Nadal upiera się on przy tym, iż tegoroczny McLaren nie jest najłatwiejszym autem w prowadzeniu.

“Oscar to niesamowity zawodnik, ale w ten weekend też nie radził sobie z autem. Myślę, iż teraz ludzie zdają sobie sprawę, jak łatwo jest tu popełnić błąd. To pokazuje też, iż nasze auto nie jest tu łatwe i nie byliśmy tak szybcy jak Red Bull. Widziałem to, jadąc za Tsunodą. Red Bull robi więc dobrą robotę” – mówi Norris.

Gdzie jeszcze spodziewa się problemów?

“Mamy problemy na torach z mniejszą siłą docisku, myślę, iż w Las Vegas znów będziemy mieli problemy. Nasze auto ma jednak osiągi i musimy po prostu pozostać skupieni i starać się wykrzesać z niego jak najwięcej, popełniając jak najmniej błędów.
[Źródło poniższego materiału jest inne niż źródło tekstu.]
//! # player-engine
//!
//! Core runtime of an HLS adaptive-bitrate playback engine: a typed event
//! bus and timer wheel, the rendition (level) controller with live reload
//! and low-latency blocking reloads, a per-track buffer operation queue, a
//! closed-loop playback-rate controller, the captions/subtitles timeline
//! controller, and a pass-through fMP4 remuxer.
//!
//! External collaborators (HTTP loader, manifest parser, demuxer, ABR
//! estimator, media-source wiring) communicate with the engine exclusively
//! through [`events::Event`] on the [`bus::EventBus`].

pub mod buffer_queue;
pub mod bus;
pub mod config;
pub mod engine;
pub mod error;
pub mod events;
pub mod levels;
pub mod media;
pub mod rate_controller;
pub mod remux;
pub mod scheduler;
pub mod timeline;

// Re-exports for easier access
pub use buffer_queue::{BufferOperation, BufferOperationQueue, SourceBufferType};
pub use bus::{EventBus, EventHandler, SubscriptionId};
pub use config::{AssumeSupported, MediaCapabilities, PlayerConfig};
pub use engine::PlayerEngine;
pub use error::{EngineError, ErrorData, ErrorDetail, ErrorKind};
pub use events::Event;
pub use levels::LevelController;
pub use media::{MediaElement, SourceBufferSink, TimeRange};
pub use rate_controller::PlaybackRateController;
pub use remux::{PassThroughRemuxer, RemuxResult, Remuxer};
pub use scheduler::{Scheduler, TimerId};
pub use timeline::{CueHandler, TextTrackSink, TimelineController};
//! Typed publish/subscribe bus with run-to-completion dispatch.
//!
//! Emitting only enqueues; `dispatch_pending` drains the queue, delivering
//! each event to every subscriber in subscription order. A handler that
//! emits during dispatch appends to the queue and is never re-entered, so
//! every handler observes a complete, ordered event stream.

use crate::events::Event;
use parking_lot::Mutex;
use std::collections::VecDeque;
use std::sync::Arc;
use tracing::trace;

/// A component that reacts to bus events.
///
/// Events arrive mutably so a handler earlier in the dispatch order can
/// amend a payload (e.g. promote an error to fatal) for later handlers.
pub trait EventHandler: Send {
    fn handle_event(&mut self, event: &mut Event, bus: &EventBus);
}

pub type SharedHandler = Arc<Mutex<dyn EventHandler>>;

#[derive(Debug, Clone, Copy, PartialEq, Eq, Hash)]
pub struct SubscriptionId(u64);

struct BusInner {
    handlers: Vec<(SubscriptionId, SharedHandler)>,
    queue: VecDeque<Event>,
    dispatching: bool,
    next_id: u64,
}

/// Cheaply clonable handle to the shared bus.
#[derive(Clone)]
pub struct EventBus {
    inner: Arc<Mutex<BusInner>>,
}

impl Default for EventBus {
    fn default() -> Self {
        Self::new()
    }
}

impl EventBus {
    pub fn new() -> Self {
        EventBus {
            inner: Arc::new(Mutex::new(BusInner {
                handlers: Vec::new(),
                queue: VecDeque::new(),
                dispatching: false,
                next_id: 0,
            })),
        }
    }

    pub fn subscribe(&self, handler: SharedHandler) -> SubscriptionId {
        let mut inner = self.inner.lock();
        inner.next_id += 1;
        let id = SubscriptionId(inner.next_id);
        inner.handlers.push((id, handler));
        id
    }

    pub fn unsubscribe(&self, id: SubscriptionId) -> bool {
        let mut inner = self.inner.lock();
        let before = inner.handlers.len();
        inner.handlers.retain(|(hid, _)| *hid != id);
        inner.handlers.len() != before
    }

    /// Enqueue an event. Delivery happens on the next `dispatch_pending`.
    pub fn emit(&self, event: Event) {
        trace!(event = event.name(), "enqueue");
        self.inner.lock().queue.push_back(event);
    }

    pub fn pending(&self) -> usize {
        self.inner.lock().queue.len()
    }

    /// Drain the queue, delivering each event to all current subscribers.
    ///
    /// Re-entrant calls (from within a handler) return immediately; the
    /// outer drain picks up whatever the handler enqueued.
    pub fn dispatch_pending(&self) {
        {
            let mut inner = self.inner.lock();
            if inner.dispatching {
                return;
            }
            inner.dispatching = true;
        }

        loop {
            let next = self.inner.lock().queue.pop_front();
            let Some(mut event) = next else {
                break;
            };
            let handlers: Vec<SharedHandler> = {
                let inner = self.inner.lock();
                inner.handlers.iter().map(|(_, h)| Arc::clone(h)).collect()
            };
            trace!(event = event.name(), handlers = handlers.len(), "dispatch");
            for handler in handlers {
                handler.lock().handle_event(&mut event, self);
            }
        }

        self.inner.lock().dispatching = false;
    }
}
impl TimelineController {
    pub fn new(config: Arc<PlayerConfig>) -> Self {
        Self::with_parts(
            config,
            Arc::new(DefaultCueHandler),
            Box::new(PopOnDecoder::new(1)),
            Box::new(PopOnDecoder::new(3)),
        )
    }

    pub fn with_parts(
        config: Arc<PlayerConfig>,
        cue_handler: Arc<dyn CueHandler>,
        field1: Box<dyn Cea608Decoder>,
        field2: Box<dyn Cea608Decoder>,
    ) -> Self {
        TimelineController {
            config,
            cue_handler,
            init_pts: HashMap::new(),
            unparsed_vtt_frags: Vec::new(),
            vtt_ccs: HashMap::new(),
            prev_cc: -1,
            subtitle_tracks: Vec::new(),
            subtitle_ranges: HashMap::new(),
            caption_ranges: Default::default(),
            field1,
            field2,
            last_main_sn: None,
            sink: None,
        }
    }

    /// Install the native text-track destination. Only consulted when
    /// `render_text_tracks_natively` is set.
    pub fn set_text_track_sink(&mut self, sink: Box<dyn TextTrackSink>) {
        self.sink = Some(sink);
    }

    pub fn subtitle_tracks(&self) -> &[SubtitleTrackInfo] {
        &self.subtitle_tracks
    }

    fn reset(&mut self) {
        self.init_pts.clear();
        self.unparsed_vtt_frags.clear();
        self.vtt_ccs.clear();
        self.prev_cc = -1;
        self.subtitle_tracks.clear();
        self.subtitle_ranges.clear();
        self.caption_ranges = Default::default();
        self.field1.reset();
        self.field2.reset();
        self.last_main_sn = None;
    }

    fn on_manifest_loaded(&mut self, subtitles: &[SubtitleTrackInfo], bus: &EventBus) {
        self.subtitle_tracks = subtitles.to_vec();
        if self.config.captions.render_text_tracks_natively {
            return;
        }
        let mut tracks: Vec<NonNativeTextTrack> = self
            .subtitle_tracks
            .iter()
            .map(|t| NonNativeTextTrack {
                label: t.name.clone(),
                lang: t.lang.clone(),
                kind: TextTrackKind::Subtitles,
                default: false,
            })
            .collect();
        if self.config.captions.enable_cea708_captions {
            for (label, lang) in self
                .config
                .captions
                .captions_track_labels
                .iter()
                .zip(&self.config.captions.captions_track_languages)
            {
                tracks.push(NonNativeTextTrack {
                    label: label.clone(),
                    lang: (!lang.is_empty()).then(|| lang.clone()),
                    kind: TextTrackKind::Captions,
                    default: false,
                });
            }
        }
        if !tracks.is_empty() {
            bus.emit(Event::NonNativeTextTracksFound { tracks });
        }
    }

    // --- Initial-PTS gating ---

    fn on_init_pts_found(&mut self, id: FragmentKind, cc: u64, init_pts: i64, bus: &EventBus) {
        if id != FragmentKind::Main {
            return;
        }
        debug!(cc, init_pts, "initial PTS installed");
        self.init_pts.insert(cc, init_pts);

        // Drain synchronously: anything queued for a still-unknown
        // discontinuity simply re-queues itself.
        let pending = std::mem::take(&mut self.unparsed_vtt_frags);
        for (frag, payload) in pending {
            self.on_subtitle_payload(frag, payload, bus);
        }
    }

    /// Pure-audio streams never produce a demuxed initial PTS; synthesise
    /// one on the init-segment sentinel so captions can still render.
    fn on_frag_parsing_init_segment(&mut self, frag: &Arc<Fragment>, bus: &EventBus) {
        if self.init_pts.is_empty() {
            bus.emit(Event::InitPtsFound {
                id: FragmentKind::Main,
                frag: Arc::clone(frag),
                init_pts: SYNTHESISED_INIT_PTS,
            });
        }
    }

    fn on_subtitle_payload(&mut self, frag: Arc<Fragment>, payload: Bytes, bus: &EventBus) {
        let captions = &self.config.captions;
        if !captions.enable_webvtt && !captions.enable_imsc1 {
            return;
        }
        match self.init_pts.get(&frag.cc).copied() {
            Some(init_pts) => self.parse_subtitle(frag, payload, init_pts, bus),
            None => {
                trace!(sn = frag.sn, cc = frag.cc, "subtitle parse gated on initial PTS");
                let notify = !self.init_pts.is_empty();
                let frag_for_event = Arc::clone(&frag);
                self.unparsed_vtt_frags.push((frag, payload));
                if notify {
                    // Unblock the fetcher; the fragment stays queued here.
                    bus.emit(Event::SubtitleFragProcessed {
                        success: false,
                        frag: frag_for_event,
                        error: Some("missing initial subtitle PTS".to_string()),
                    });
                }
            }
        }
    }

    // --- Parsing ---

    fn parse_subtitle(&mut self, frag: Arc<Fragment>, payload: Bytes, init_pts: i64, bus: &EventBus) {
        // Chain the discontinuity before parsing so cue timestamps can be
        // reconstructed across timeline resets.
        if !self.vtt_ccs.contains_key(&frag.cc) {
            self.vtt_ccs.insert(
                frag.cc,
                VttCc {
                    start: frag.start,
                    prev_cc: self.prev_cc,
                    new: true,
                },
            );
            self.prev_cc = frag.cc as i64;
        }
        if let Some(entry) = self.vtt_ccs.get_mut(&frag.cc)
            && entry.new
        {
            trace!(
                cc = frag.cc,
                prev_cc = entry.prev_cc,
                start = entry.start,
                "subtitle timeline discontinuity chained"
            );
            entry.new = false;
        }

        let track_idx = frag.level;
        let codec = self
            .subtitle_tracks
            .get(track_idx)
            .and_then(|t| t.codec.clone());

        let outcome = match codec.as_deref() {
            Some(c) if c == imsc1::IMSC1_CODEC => self.parse_as_imsc1(&frag, &payload, init_pts),
            Some(_) => self.parse_as_webvtt(&frag, &payload, init_pts),
            None => {
                // Codec auto-detection: WebVTT first, IMSC1 on failure. The
                // result is sticky either way.
                match self.parse_as_webvtt(&frag, &payload, init_pts) {
                    Ok(cues) => {
                        self.set_track_codec(track_idx, VTT_CODEC);
                        Ok(cues)
                    }
                    Err(vtt_err) => {
                        if self.config.captions.enable_imsc1 && imsc1::looks_like_ttml(&payload) {
                            match self.parse_as_imsc1(&frag, &payload, init_pts) {
                                Ok(cues) => {
                                    self.set_track_codec(track_idx, imsc1::IMSC1_CODEC);
                                    Ok(cues)
                                }
                                Err(e) => {
                                    self.set_track_codec(track_idx, VTT_CODEC);
                                    Err(e)
                                }
                            }
                        } else {
                            self.set_track_codec(track_idx, VTT_CODEC);
                            Err(vtt_err)
                        }
                    }
                }
            }
        };

        match outcome {
            Ok(cues) => {
                let accepted = self.deliver_subtitle_cues(track_idx, cues, bus);
                trace!(sn = frag.sn, accepted, "subtitle fragment parsed");
                bus.emit(Event::SubtitleFragProcessed {
                    success: true,
                    frag,
                    error: None,
                });
            }
            Err(err) => {
                warn!(sn = frag.sn, error = %err, "subtitle fragment failed to parse");
                bus.emit(Event::SubtitleFragProcessed {
                    success: false,
                    frag,
                    error: Some(err.to_string()),
                });
            }
        }
    }

    fn parse_as_webvtt(
        &mut self,
        frag: &Fragment,
        payload: &[u8],
        init_pts: i64,
    ) -> Result<Vec<Cue>, crate::error::EngineError> {
        if !self.config.captions.enable_webvtt {
            return Err(crate::error::EngineError::SubtitleParse {
                reason: "WebVTT disabled".to_string(),
            });
        }
        let file = webvtt::parse_webvtt(payload)?;
        let sync_pts = init_pts as f64 / 90_000.0;
        // With a timestamp map the cues carry their own media-timeline
        // anchor; without one they are fragment-relative.
        let offset = match file.timestamp_map {
            Some(map) => map.mpegts as f64 / 90_000.0 - map.local - sync_pts,
            None => frag.start,
        };
        Ok(file
            .cues
            .into_iter()
            .map(|c| {
                self.cue_handler
                    .create_cue(c.id, c.start + offset, c.end + offset, &c.text)
            })
            .collect())
    }

    fn parse_as_imsc1(
        &mut self,
        _frag: &Fragment,
        payload: &[u8],
        init_pts: i64,
    ) -> Result<Vec<Cue>, crate::error::EngineError> {
        if !self.config.captions.enable_imsc1 {
            return Err(crate::error::EngineError::SubtitleParse {
                reason: "IMSC1 disabled".to_string(),
            });
        }
        let cues = imsc1::parse_imsc1(payload)?;
        // IMSC1 cue times are media-timeline times.
        let sync_pts = init_pts as f64 / 90_000.0;
        Ok(cues
            .into_iter()
            .map(|c| {
                self.cue_handler
                    .create_cue(c.id, c.start - sync_pts, c.end - sync_pts, &c.text)
            })
            .collect())
    }

    fn set_track_codec(&mut self, track_idx: usize, codec: &str) {
        while self.subtitle_tracks.len() <= track_idx {
            let id = self.subtitle_tracks.len();
            self.subtitle_tracks.push(SubtitleTrackInfo {
                id,
                group_id: String::new(),
                name: format!("subtitles-{id}"),
                lang: None,
                codec: None,
            });
        }
        let track = &mut self.subtitle_tracks[track_idx];
        if track.codec.as_deref() != Some(codec) {
            debug!(track = track_idx, codec, "subtitle codec resolved");
            track.codec = Some(codec.to_string());
        }
    }

    fn deliver_subtitle_cues(&mut self, track_idx: usize, cues: Vec<Cue>, bus: &EventBus) -> usize {
        let ranges = self.subtitle_ranges.entry(track_idx).or_default();
        let accepted: Vec<Cue> = cues
            .into_iter()
            .filter(|cue| ranges.accept(cue.start, cue.end))
            .collect();
        if accepted.is_empty() {
            return 0;
        }
        let count = accepted.len();
        let track = self
            .subtitle_tracks
            .get(track_idx)
            .map(|t| t.name.clone())
            .unwrap_or_else(|| format!("subtitles-{track_idx}"));
        self.emit_cues(TextTrackKind::Subtitles, track, accepted, bus);
        count
    }

    fn emit_cues(&mut self, kind: TextTrackKind, track: String, cues: Vec<Cue>, bus: &EventBus) {
        if self.config.captions.render_text_tracks_natively
            && let Some(sink) = self.sink.as_mut()
        {
            for cue in &cues {
                sink.add_cue(&track, kind, cue);
            }
            return;
        }
        bus.emit(Event::CuesParsed { kind, track, cues });
    }

    // --- CEA-608 ---

    fn on_main_frag_loaded(&mut self, frag: &Fragment) {
        // A sequence gap means the embedded caption byte stream is torn;
        // decoding across it would attach cues to bad timestamps.
        if let Some(last) = self.last_main_sn
            && frag.sn != last + 1
        {
            debug!(last, sn = frag.sn, "sequence discontinuity, resetting caption decoders");
            self.field1.reset();
            self.field2.reset();
        }
        self.last_main_sn = Some(frag.sn);
    }

    fn on_userdata(&mut self, frag: &Fragment, samples: &[UserdataSample], bus: &EventBus) {
        if !self.config.captions.enable_cea708_captions {
            return;
        }
        if frag.kind != FragmentKind::Main {
            return;
        }
        for sample in samples {
            let fields = extract_cea608_pairs(&sample.bytes);
            if !fields[0].is_empty() {
                self.field1.push_pairs(sample.pts, &fields[0]);
            }
            if !fields[1].is_empty() {
                self.field2.push_pairs(sample.pts, &fields[1]);
            }
        }

        let mut channel_cues = self.field1.take_cues();
        channel_cues.extend(self.field2.take_cues());
        for channel_cue in channel_cues {
            let idx = (channel_cue.channel - 1) as usize;
            if idx >= 4 {
                continue;
            }
            if !self.caption_ranges[idx].accept(channel_cue.start, channel_cue.end) {
                continue;
            }
            let cue = self.cue_handler.create_cue(
                None,
                channel_cue.start,
                channel_cue.end,
                &channel_cue.text,
            );
            let track = self.config.captions.captions_track_labels[idx].clone();
            self.emit_cues(TextTrackKind::Captions, track, vec![cue], bus);
        }
    }
}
Nasze błędy pokazują jednak, iż nie mamy najłatwiejszego w prowadzeniu auta” – dodaje kierowca.

Z zagrożeniem ze strony Red Bulla zgadza się Andrea Stella, szef McLarena.

“Cały czas powtarzam, iż Red Bull stanowi realne zagrożenie dla mistrzostw. Zdobyli pole position i wygrali 2 ostatnie wyścigi. w tej chwili mamy walkę trzech drużyn o mistrzostwo” – mówi Stella w rozmowie z Viaplay, choć jego słowa są trochę na wyrost. McLaren jest bowiem bardzo bliski zapewnienia sobie tytułu wśród konstruktorów.